Kebakaran hutan dan lahan di provinsi Riau bukan hal baru, sudah berlangsung puluhan tahun. Tetapi anehnya tidak pernah terselesaikan sampai sekarang. Dimana salahnya?
Saya pernah berkeliling Riau pada tahun 2004 untuk urusan politik. Sebagian dari kawan atau rekanan saya adalah pengusaha yang juga mencoba peruntungannya di bidang politik.Â
Pada saat itu pengusaha kelapa sawit menjadi booming, ekspor semakin meningkat dan menjanjikan keuntungan luar biasa. Banyak orang yang mengubah profesi menjadi pengusaha perkebunan kelapa sawit.
Begitu pula dengan teman saya, tidak mau kalah. Ia memang merupakan pengusaha yang cukup berhasil. Selama berada di sana, dia yang 'melayani' saya selama memantau perkembangan di Riau.
Dalam suatu perjalanan ke kabupaten Rohil (Rokan Hilir) teman saya ini menunjukkan lahan yang telah dikuasai dan ditanaminya dengan kelapa sawit. Tapi dia belum puas, ia berniat untuk membuka hutan di wilayah lain.
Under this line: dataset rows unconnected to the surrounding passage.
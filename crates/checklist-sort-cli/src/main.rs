use anyhow::{Context, Result};
use checklist_sort_config::Settings;
use checklist_sort_engine::{
    Frontmatter, LineBuffer, MutationOutcome, RopeBuffer, SortError, handle_toggle, io,
    sort_block, sort_document, toggle_in_place,
};
use crossterm::{
    event::{self, Event, KeyCode, KeyEventKind},
    execute,
    terminal::{EnterAlternateScreen, LeaveAlternateScreen, disable_raw_mode, enable_raw_mode},
};
use ratatui::{
    Frame, Terminal,
    backend::CrosstermBackend,
    layout::{Constraint, Direction, Layout},
    style::{Color, Style},
    text::{Line, Span},
    widgets::{Block, Borders, List, ListItem, ListState, Paragraph},
};
use std::{
    env,
    fs::File,
    io::{Stdout, stdout},
    path::{Path, PathBuf},
    process,
};

const USAGE: &str = "Usage:
  checklist-sort <file>                 interactive checklist
  checklist-sort toggle <file> <line>   toggle one item (1-based line)
  checklist-sort sort <file>            sort every enabled list
  checklist-sort init                   write a default config file";

enum Command {
    Interactive(PathBuf),
    Toggle(PathBuf, usize),
    Sort(PathBuf),
    Init,
}

fn parse_args(args: &[String]) -> Option<Command> {
    match args {
        [_, cmd, path, line] if cmd == "toggle" => {
            let line: usize = line.parse().ok()?;
            line.checked_sub(1)
                .map(|line| Command::Toggle(PathBuf::from(path), line))
        }
        [_, cmd, path] if cmd == "sort" => Some(Command::Sort(PathBuf::from(path))),
        [_, cmd] if cmd == "init" => Some(Command::Init),
        [_, path] => Some(Command::Interactive(PathBuf::from(path))),
        _ => None,
    }
}

/// Toggle `line`, sorting its peer group when the resolved configuration
/// allows and falling back to a plain checkbox flip when it does not.
fn toggle_line(buffer: &mut RopeBuffer, settings: &Settings, line: usize) -> MutationOutcome {
    let frontmatter = Frontmatter::from_buffer(&*buffer);
    match handle_toggle(buffer, settings.policy(), &frontmatter, line) {
        MutationOutcome::Disabled(config) => {
            log::debug!("sorting disabled by {:?}, toggling in place", config.source);
            toggle_in_place(buffer, line)
        }
        outcome => outcome,
    }
}

fn describe(outcome: &MutationOutcome) -> String {
    match outcome {
        MutationOutcome::Applied(splice) if splice.lines.len() == 1 => {
            format!("updated line {}", splice.lines.start + 1)
        }
        MutationOutcome::Applied(splice) => {
            format!(
                "sorted lines {}-{}",
                splice.lines.start + 1,
                splice.lines.end
            )
        }
        MutationOutcome::Unchanged => "already sorted".to_string(),
        MutationOutcome::Disabled(config) => format!("sorting disabled by {:?}", config.source),
        MutationOutcome::Aborted(SortError::NotAListItem { line }) => {
            format!("line {} is not a list item", line + 1)
        }
        MutationOutcome::Aborted(SortError::NotATask { line }) => {
            format!("list item on line {} has no checkbox to toggle", line + 1)
        }
        MutationOutcome::Aborted(error) => error.to_string(),
    }
}

struct App {
    path: PathBuf,
    settings: Settings,
    buffer: RopeBuffer,
    lines: Vec<String>,
    list_state: ListState,
    status: String,
}

impl App {
    fn open(path: PathBuf, settings: Settings) -> Result<Self> {
        let buffer = io::load_buffer(&path)
            .with_context(|| format!("Failed to open {}", path.display()))?;
        let lines = buffer.lines();

        let mut list_state = ListState::default();
        list_state.select(Some(0));

        Ok(Self {
            path,
            settings,
            buffer,
            lines,
            list_state,
            status: String::new(),
        })
    }

    fn selected_line(&self) -> usize {
        self.list_state.selected().unwrap_or(0)
    }

    fn next_line(&mut self) {
        let i = (self.selected_line() + 1) % self.lines.len();
        self.list_state.select(Some(i));
    }

    fn previous_line(&mut self) {
        let i = match self.selected_line() {
            0 => self.lines.len() - 1,
            i => i - 1,
        };
        self.list_state.select(Some(i));
    }

    fn toggle_selected(&mut self) -> Result<()> {
        let line = self.selected_line();
        let outcome = toggle_line(&mut self.buffer, &self.settings, line);
        self.finish(outcome)
    }

    fn sort_selected(&mut self) -> Result<()> {
        let line = self.selected_line();
        let outcome = sort_block(&mut self.buffer, line);
        self.finish(outcome)
    }

    fn finish(&mut self, outcome: MutationOutcome) -> Result<()> {
        if outcome.is_applied() {
            io::save_buffer(&self.path, &self.buffer)?;
            self.lines = self.buffer.lines();
        }
        self.status = describe(&outcome);
        Ok(())
    }
}

fn main() -> Result<()> {
    let args: Vec<String> = env::args().collect();
    let Some(command) = parse_args(&args) else {
        eprintln!("{USAGE}");
        process::exit(1);
    };

    match command {
        Command::Interactive(path) => {
            let settings = load_settings();
            init_logging(&settings, true)?;
            run_interactive(path, settings)
        }
        Command::Toggle(path, line) => {
            let settings = load_settings();
            init_logging(&settings, false)?;
            run_toggle(&path, &settings, line)
        }
        Command::Sort(path) => {
            let settings = load_settings();
            init_logging(&settings, false)?;
            run_sort(&path, &settings)
        }
        Command::Init => init_config(&Settings::config_path()),
    }
}

fn load_settings() -> Settings {
    match Settings::load_or_default() {
        Ok(settings) => settings,
        Err(e) => {
            eprintln!("Error: Failed to load config file: {e}");
            process::exit(1);
        }
    }
}

/// Write default settings to `config_path` unless a file is already there.
fn init_config(config_path: &Path) -> Result<()> {
    if config_path.exists() {
        println!("config already exists at {}", config_path.display());
        return Ok(());
    }
    Settings::default().save_to_path(config_path)?;
    println!("wrote default config to {}", config_path.display());
    Ok(())
}

/// The terminal UI owns the screen, so it only logs when a log file is set.
fn init_logging(settings: &Settings, interactive: bool) -> Result<()> {
    let mut builder = env_logger::Builder::from_default_env();
    match &settings.log_file {
        Some(log_file) => {
            let file = File::create(log_file)
                .with_context(|| format!("Failed to create log file {}", log_file.display()))?;
            builder
                .filter_level(log::LevelFilter::Debug)
                .target(env_logger::Target::Pipe(Box::new(file)));
        }
        None if interactive => {
            builder.filter_level(log::LevelFilter::Off);
        }
        None => {
            builder.filter_level(log::LevelFilter::Warn);
        }
    }
    builder.init();
    Ok(())
}

fn run_toggle(path: &Path, settings: &Settings, line: usize) -> Result<()> {
    let mut buffer = io::load_buffer(path)?;
    let outcome = toggle_line(&mut buffer, settings, line);

    if let MutationOutcome::Aborted(_) = outcome {
        eprintln!("Error: {}", describe(&outcome));
        process::exit(1);
    }
    if outcome.is_applied() {
        io::save_buffer(path, &buffer)?;
    }
    println!("{}", describe(&outcome));
    Ok(())
}

fn run_sort(path: &Path, settings: &Settings) -> Result<()> {
    let mut buffer = io::load_buffer(path)?;
    let frontmatter = Frontmatter::from_buffer(&buffer);

    let rewrites = sort_document(&mut buffer, settings.policy(), &frontmatter)?;
    if rewrites > 0 {
        io::save_buffer(path, &buffer)?;
    }
    println!("{rewrites} list blocks rewritten");
    Ok(())
}

fn run_interactive(path: PathBuf, settings: Settings) -> Result<()> {
    let mut app = App::open(path, settings)?;

    enable_raw_mode()?;
    let mut stdout = stdout();
    execute!(stdout, EnterAlternateScreen)?;
    let backend = CrosstermBackend::new(stdout);
    let mut terminal = Terminal::new(backend)?;

    let res = run_app(&mut terminal, &mut app);

    disable_raw_mode()?;
    execute!(terminal.backend_mut(), LeaveAlternateScreen)?;
    terminal.show_cursor()?;

    if let Err(err) = res {
        eprintln!("{err:?}");
        process::exit(1);
    }

    Ok(())
}

fn run_app(terminal: &mut Terminal<CrosstermBackend<Stdout>>, app: &mut App) -> Result<()> {
    loop {
        terminal.draw(|f| ui(f, app))?;

        if let Event::Key(key) = event::read()? {
            if key.kind != KeyEventKind::Press {
                continue;
            }
            match key.code {
                KeyCode::Char('q') => return Ok(()),
                KeyCode::Down | KeyCode::Char('j') => app.next_line(),
                KeyCode::Up | KeyCode::Char('k') => app.previous_line(),
                KeyCode::Char(' ') => app.toggle_selected()?,
                KeyCode::Char('s') => app.sort_selected()?,
                _ => {}
            }
        }
    }
}

fn ui(f: &mut Frame, app: &mut App) {
    let chunks = Layout::default()
        .direction(Direction::Vertical)
        .margin(1)
        .constraints([Constraint::Min(0), Constraint::Length(1), Constraint::Length(1)].as_ref())
        .split(f.area());

    let items: Vec<ListItem> = app
        .lines
        .iter()
        .enumerate()
        .map(|(index, line)| {
            ListItem::new(Line::from(vec![
                Span::styled(format!("{:>4} ", index + 1), Style::default().fg(Color::DarkGray)),
                Span::raw(line.clone()),
            ]))
        })
        .collect();

    let title = app.path.display().to_string();
    let list = List::new(items)
        .block(Block::default().borders(Borders::ALL).title(title))
        .highlight_style(Style::default().bg(Color::Yellow).fg(Color::Black));

    f.render_stateful_widget(list, chunks[0], &mut app.list_state);

    f.render_widget(Paragraph::new(app.status.as_str()), chunks[1]);

    let help_text = Line::from(vec![
        Span::raw("q: Quit | "),
        Span::raw("↑/k: Previous | "),
        Span::raw("↓/j: Next | "),
        Span::raw("Space: Toggle | s: Sort list"),
    ]);
    f.render_widget(Paragraph::new(help_text), chunks[2]);
}
use serde_yaml::Value;

use super::{DocumentMetadata, FRONTMATTER_KEY};
use crate::buffer::LineBuffer;

/// Per-document override read from a leading YAML front-matter block.
///
/// ```text
/// ---
/// sort-checklist: false
/// ---
/// ```
///
/// A missing or malformed block, or a value that is not a YAML boolean, is
/// treated as no override.
#[derive(Debug, Clone, Copy, PartialEq, Eq, Default)]
pub struct Frontmatter {
    sort_override: Option<bool>,
}

impl Frontmatter {
    /// Read the block starting at line 0, if the document has one.
    pub fn from_buffer<B: LineBuffer + ?Sized>(buffer: &B) -> Self {
        match block_text(buffer) {
            Some(yaml) => Self::parse(&yaml),
            None => Self::default(),
        }
    }

    /// Parse the YAML between the delimiters.
    pub fn parse(yaml: &str) -> Self {
        let value: Value = match serde_yaml::from_str(yaml) {
            Ok(value) => value,
            Err(e) => {
                log::debug!("ignoring unparseable front matter: {e}");
                return Self::default();
            }
        };

        let sort_override = match value.get(FRONTMATTER_KEY) {
            Some(Value::Bool(enabled)) => Some(*enabled),
            Some(other) => {
                log::debug!("ignoring non-boolean {FRONTMATTER_KEY} value: {other:?}");
                None
            }
            None => None,
        };

        Self { sort_override }
    }
}

impl DocumentMetadata for Frontmatter {
    fn sort_override(&self) -> Option<bool> {
        self.sort_override
    }
}

fn is_delimiter(line: &str, closing: bool) -> bool {
    let trimmed = line.trim_end();
    trimmed == "---" || (closing && trimmed == "...")
}

/// Lines between an opening `---` on line 0 and the next `---`/`...`.
fn block_text<B: LineBuffer + ?Sized>(buffer: &B) -> Option<String> {
    let first = buffer.line(0).ok()?;
    if !is_delimiter(&first, false) {
        return None;
    }

    let mut body = Vec::new();
    for index in 1..buffer.line_count() {
        let line = buffer.line(index).ok()?;
        if is_delimiter(&line, true) {
            return Some(body.join("\n"));
        }
        body.push(line.trim_end_matches('\r').to_string());
    }

    log::debug!("front matter block is never closed");
    None
}

#[cfg(test)]
mod tests {
    use super::*;
    use crate::buffer::RopeBuffer;
    use pretty_assertions::assert_eq;
    use rstest::rstest;

    #[rstest]
    #[case("---\nsort-checklist: true\n---\n- [ ] a", Some(true))]
    #[case("---\ntitle: Groceries\nsort-checklist: false\n...\n- [ ] a", Some(false))]
    #[case("---\r\nsort-checklist: false\r\n---\r\n", Some(false))]
    #[case("---\ntitle: Groceries\n---\n- [ ] a", None)]
    #[case("- [ ] no front matter", None)]
    #[case("\n---\nsort-checklist: true\n---", None)]
    fn test_from_buffer(#[case] text: &str, #[case] expected: Option<bool>) {
        let frontmatter = Frontmatter::from_buffer(&RopeBuffer::from(text));
        assert_eq!(frontmatter.sort_override(), expected);
    }

    #[rstest]
    #[case("sort-checklist: \"true\"")]
    #[case("sort-checklist: 1")]
    #[case("sort-checklist: [true]")]
    #[case("sort-checklist:")]
    fn test_non_boolean_values_are_absent(#[case] yaml: &str) {
        assert_eq!(Frontmatter::parse(yaml).sort_override(), None);
    }

    #[test]
    fn test_unclosed_block_is_absent() {
        let buffer = RopeBuffer::from("---\nsort-checklist: true\n- [ ] a");
        assert_eq!(Frontmatter::from_buffer(&buffer).sort_override(), None);
    }

    #[test]
    fn test_invalid_yaml_is_absent() {
        assert_eq!(Frontmatter::parse("sort-checklist: [unclosed").sort_override(), None);
    }

    #[test]
    fn test_empty_block_is_absent() {
        let buffer = RopeBuffer::from("---\n---\n- [ ] a");
        assert_eq!(Frontmatter::from_buffer(&buffer).sort_override(), None);
    }
}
Lantas kami juga melewati hutan yang tengah dibakar oleh sekelompok orang. Saya menanyakan hal itu kepadanya. Apakah hutan harus dikorbankan, apalagi untuk itu, gajah dan harimau mati diracun mereka.
"Rata-rata pengusaha kelapa sawit memang membakar hutan untuk membuka lahan. Kalau saya tidak begitu, orang lain juga melakukannya," kata teman saya.
Para pengusaha itu berlomba membuka lahan. Kenapa dibiarkan? Ternyata mereka telah mengantongi izin dari Pemda setempat. Tentu saja dengan setoran yang tidak kecil.
Upeti yang diberikan kepada Pemda paling besar, dibandingkan kepada aparat yang berwenang. Supaya usaha mereka tidak terganggu, mereka juga membayar uang keamanan kepada aparat yang berwajib. Besarnya variatif, tergantung luas dan lokasi.
Oh pantas saja saya melihat perbedaan yang menyolok antara rakyat dengan bupati. Kebetulan dalam urusan saya, kami bertemu dengan bupati dan istrinya. Saya terpana melihat istri Bupati yang lebih mirip toko mas berjalan.
"Bupati ini baru saja menerima upeti dari saingan saya," bisik teman saya.